Но сейчас идет другая драма,
И на этот раз меня уволь.
Но продуман распорядок действий,
И неотвратим конец пути.
Я один, все тонет в фарисействе.
Жизнь прожить — не поле перейти.
1946 год
Стихотворение «Гамлет» Б. Л. Пастернака открывает цикл стихов к роману «Доктор Живаго». И оно имеет уникальную субъектную организацию, разбираясь в которой, как бы решаешь загадку — шаг за шагом.
*Субъектная организация означает то лицо, от которого ведётся повествование в тексте
Для начала пересчитаем все "маски" – для простоты и наглядности.
Итак:
Первое лицо в нём — это актёр, исполняющий роль на «подмостках», когда в зале затихает гул.

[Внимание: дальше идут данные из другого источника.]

//! Program validation.
//!
//! Loading never fails on suspicious content: unknown keys are ignored and
//! out-of-range values flow through the mapping, where curves saturate and
//! linear formulas extrapolate. This module reports those cases so tools can
//! warn about them.
//!
//! # Example
//!
//! ```rust
//! use cloudseed_config::{Program, ValidationIssue, validate_program};
//!
//! let program = Program::from_bytes(br#"{"LineOut": 1.5, "Shimmer": 0.2}"#).unwrap();
//! let report = validate_program(&program);
//!
//! assert!(!report.is_clean());
//! assert_eq!(report.issues().len(), 2);
//! assert!(matches!(report.issues()[0], ValidationIssue::OutOfRange { .. }));
//! ```

use cloudseed_core::Parameter;
use thiserror::Error;

use crate::Program;

/// A single finding about a program.
#[derive(Debug, Error, Clone, PartialEq)]
pub enum ValidationIssue {
    /// Key that does not name a parameter.
    #[error("unknown parameter '{0}'")]
    UnknownParameter(String),

    /// Value outside the normalized range.
    #[error("parameter '{param}' value {value} out of range [0, 1]")]
    OutOfRange {
        /// The parameter.
        param: Parameter,
        /// The stored value.
        value: f64,
    },
}

/// Findings from [`validate_program`].
#[derive(Debug, Clone, Default, PartialEq)]
pub struct ValidationReport {
    issues: Vec<ValidationIssue>,
}

impl ValidationReport {
    /// Whether the program produced no findings.
    pub fn is_clean(&self) -> bool {
        self.issues.is_empty()
    }

    /// All findings. Out-of-range values come first in parameter order,
    /// then unknown keys in sorted order.
    pub fn issues(&self) -> &[ValidationIssue] {
        &self.issues
    }

    /// Parameters whose value lies outside `[0, 1]`.
    pub fn out_of_range(&self) -> impl Iterator<Item = (Parameter, f64)> + '_ {
        self.issues.iter().filter_map(|issue| match issue {
            ValidationIssue::OutOfRange { param, value } => Some((*param, *value)),
            ValidationIssue::UnknownParameter(_) => None,
        })
    }

    /// Keys that do not name a parameter.
    pub fn unknown_keys(&self) -> impl Iterator<Item = &str> {
        self.issues.iter().filter_map(|issue| match issue {
            ValidationIssue::UnknownParameter(name) => Some(name.as_str()),
            ValidationIssue::OutOfRange { .. } => None,
        })
    }
}

/// Checks a program for unknown keys and values outside `[0, 1]`.
pub fn validate_program(program: &Program) -> ValidationReport {
    let mut issues: Vec<ValidationIssue> = Parameter::iter()
        .filter_map(|param| {
            let value = program.get(param)?;
            (!(0.0..=1.0).contains(&value)).then_some(ValidationIssue::OutOfRange { param, value })
        })
        .collect();

    issues.extend(
        program
            .unknown_keys()
            .map(|name| ValidationIssue::UnknownParameter(name.to_string())),
    );

    ValidationReport { issues }
}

Второе — Гамлет, чью роль актёр, собственно, и исполняет.
И сразу возникает вопрос: кто из них двоих думает о лице третьем — Иисусе Христе? О том лице, к которому отсылают обращение («Авва отче»), просьба («…Чашу эту мимо пронеси») и упоминание фарисейства?
Есть и лицо четвёртое — это Живаго-поэт, его литературное амплуа.
А пятое — сам Юрий Живаго, автор текста в романе «Доктор Живаго».
Но это ещё не все лица.
Шестое — это уже Пастернак-писатель (прозаик — создатель Юрия Живаго, поэт — создатель стихотворений), призвавший к жизни все предыдущие лица.
А когда мы поняли и представили всю эту галерею лиц, перед нами предстаёт и сам Борис Леонидович — седьмым лицом. Есть и восьмое, но о нём будет сказано позже.
У актёра, Гамлета и Иисуса нет лирического «я», поэтического альтер эго, потому что они герои, а не авторы. Иисус рождается из религиозного чувства: он только оживленный мотив, такой же архетип, как и Гамлет. Для простоты восприятия Живаго-поэт объединяется вместе с Живаго-человеком, как и Пастернак — человек и писатель.
И каждое лицо вкладывает своё содержание в стихотворение.
1. Актёр — это первый, самый поверхностный уровень содержания. В
Его может понять даже человек, не смотрящий ни на заглавие, ни на автора, ни на контекст произведения. Это уровень обывателя — содержательный. На нём мы слушаем человека, видим в нём и внутреннюю, и внешнюю драму, и не можем определить, какая первична. Его конфликт — принудительное согласие «играть роль», предписанную Жизнью в режиссёрском кресле. Но как можно исполнять что-то, что не сходится с внутренним, искренним чувством, с другой, личной внутренней драмой? Потому-то актёр и просит себя уволить: дать передышку на решение личного конфликта.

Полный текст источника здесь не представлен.